2) In Ruanda, dove i tutsi rappresentano il 10% della popolazione e gli hutu il 90%, su pressione della Francia, il presidente hutu Habyarimana fu costretto ad accettare un sistema multipartitico. Tuttavia, questo sistema portò alla luce le profonde divisioni nella società ruandese che esistevano in precedenza all’interno del partito unico. Il risultato fu un’atroce guerra civile seguita dal genocidio del 1994, al termine del quale i tutsi del generale Kagame, che erano ancora solo il 10% della popolazione, si ripresero con la forza delle armi il potere perso attraverso le urne tre decenni prima. In questo caso, la democrazia ha portato al caos, poi al genocidio (si veda il mio libro Rwanda, un genocidio in discussione) e infine alla destabilizzazione dell’intera regione dei Grandi Laghi e del Kivu.

3) In Libia, dopo aver provocato l’anarchia, la Francia, i suoi alleati della NATO e i suoi partner dell’UE hanno preteso di ricostruire il Paese sulla base di una precondizione elettorale. Tuttavia, quest’ultima è inapplicabile perché si scontra frontalmente con il sistema politico-tribale, in quanto le tribù libiche hanno le loro regole interne di funzionamento che non coincidono con la democrazia individualista occidentale basata su “Un uomo, un voto” (si veda il mio libro Histoire de la Libye des origines à nos jours).

La Russia di Vladimir Putin si è schierata esattamente all’opposto del “diktat” democratico di François Mitterrand. A differenza del presidente francese, ritiene che la causa dei blocchi dell’Africa non sia la mancanza di democrazia, ma la sua instabilità politica… Un’instabilità in gran parte causata da questa stessa democrazia…

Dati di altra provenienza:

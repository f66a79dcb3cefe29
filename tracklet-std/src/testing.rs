//! Testing utilities for Tracklet.
//!
//! This module provides providers and sinks that make it easy to assert on
//! what a client delivered.
//!
//! # Features
//!
//! - [`RecordingProvider`]: A provider that records every event it receives
//! - [`FailingProvider`]: A provider whose `send` always fails
//! - [`PanickingProvider`]: A provider whose `send` panics
//! - [`RecordingTag`]: A tag function that records its calls
//! - [`SharedWriter`]: An in-memory writer for the console provider

use crate::providers::TagFunction;
use std::{
    io::Write,
    sync::{Arc, Mutex},
};
use tracklet_core::{BoxError, Event, Provider, ProviderError};

// ============================================================================
// Recording Provider
// ============================================================================

/// A provider that records all events it receives.
///
/// # Example
///
/// ```rust,ignore
/// let recorder = RecordingProvider::new();
/// let client = AnalyticsClient::builder()
///     .provider(recorder.clone())
///     .build(environment);
///
/// client.emit("clicked", None, None, None, EventOptions::default()).await;
///
/// assert_eq!(recorder.count(), 1);
/// ```
pub struct RecordingProvider {
    id: String,
    events: Arc<Mutex<Vec<Event>>>,
}

impl RecordingProvider {
    /// Create a recording provider with the id `recording`.
    pub fn new() -> Self {
        Self::named("recording")
    }

    /// Create a recording provider with a custom id.
    pub fn named(id: impl Into<String>) -> Self {
        Self {
            id: id.into(),
            events: Arc::new(Mutex::new(Vec::new())),
        }
    }

    /// Get a clone of the recorded events.
    pub fn events(&self) -> Vec<Event> {
        self.events.lock().unwrap().clone()
    }

    /// Get the most recent event.
    pub fn last(&self) -> Option<Event> {
        self.events.lock().unwrap().last().cloned()
    }

    /// Get the number of recorded events.
    pub fn count(&self) -> usize {
        self.events.lock().unwrap().len()
    }

    /// Clear all recorded events.
    pub fn clear(&self) {
        self.events.lock().unwrap().clear();
    }
}

impl Default for RecordingProvider {
    fn default() -> Self {
        Self::new()
    }
}

impl Clone for RecordingProvider {
    fn clone(&self) -> Self {
        Self {
            id: self.id.clone(),
            events: self.events.clone(),
        }
    }
}

impl Provider for RecordingProvider {
    fn id(&self) -> &str {
        &self.id
    }

    async fn send(&self, event: &Event) -> Result<(), BoxError> {
        self.events.lock().unwrap().push(event.clone());
        Ok(())
    }
}

// ============================================================================
// Failing Providers
// ============================================================================

/// A provider whose `send` always rejects the event.
pub struct FailingProvider {
    id: String,
}

impl FailingProvider {
    /// Create a failing provider with the given id.
    pub fn new(id: impl Into<String>) -> Self {
        Self { id: id.into() }
    }
}

impl Provider for FailingProvider {
    fn id(&self) -> &str {
        &self.id
    }

    async fn send(&self, _event: &Event) -> Result<(), BoxError> {
        Err(Box::new(ProviderError::Rejected(format!(
            "{} always fails",
            self.id
        ))))
    }
}

/// A provider whose `send` panics.
pub struct PanickingProvider {
    id: String,
}

impl PanickingProvider {
    /// Create a panicking provider with the given id.
    pub fn new(id: impl Into<String>) -> Self {
        Self { id: id.into() }
    }
}

impl Provider for PanickingProvider {
    fn id(&self) -> &str {
        &self.id
    }

    async fn send(&self, _event: &Event) -> Result<(), BoxError> {
        panic!("{} panicked while sending", self.id)
    }
}

// ============================================================================
// Recording Tag
// ============================================================================

/// A tag function that records `(display name, event)` pairs.
#[derive(Clone, Default)]
pub struct RecordingTag {
    calls: Arc<Mutex<Vec<(String, Event)>>>,
}

impl RecordingTag {
    /// Create a new recording tag.
    pub fn new() -> Self {
        Self::default()
    }

    /// Get a clone of the recorded calls.
    pub fn calls(&self) -> Vec<(String, Event)> {
        self.calls.lock().unwrap().clone()
    }
}

impl TagFunction for RecordingTag {
    fn event(&self, name: &str, event: &Event) {
        self.calls
            .lock()
            .unwrap()
            .push((name.to_string(), event.clone()));
    }
}

// ============================================================================
// Shared Writer
// ============================================================================

/// A cloneable in-memory writer.
#[derive(Clone, Default)]
pub struct SharedWriter {
    buffer: Arc<Mutex<Vec<u8>>>,
}

impl SharedWriter {
    /// Create an empty writer.
    pub fn new() -> Self {
        Self::default()
    }

    /// Everything written so far, lossily decoded as UTF-8.
    pub fn contents(&self) -> String {
        String::from_utf8_lossy(&self.buffer.lock().unwrap()).into_owned()
    }
}

impl Write for SharedWriter {
    fn write(&mut self, buf: &[u8]) -> std::io::Result<usize> {
        self.buffer.lock().unwrap().extend_from_slice(buf);
        Ok(buf.len())
    }

    fn flush(&mut self) -> std::io::Result<()> {
        Ok(())
    }
}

Oggi sempre più Paesi africani fanno la stessa analisi. Queste sono le ragioni dell’estromissione della Francia, un fenomeno che fa parte del grande cambiamento in atto e che i leader francesi, impantanati nei loro concetti universalistici, non hanno visto arrivare. In Africa, come in molte altre parti del mondo, stiamo assistendo sia alla fine di un ciclo che a un cambio di paradigma.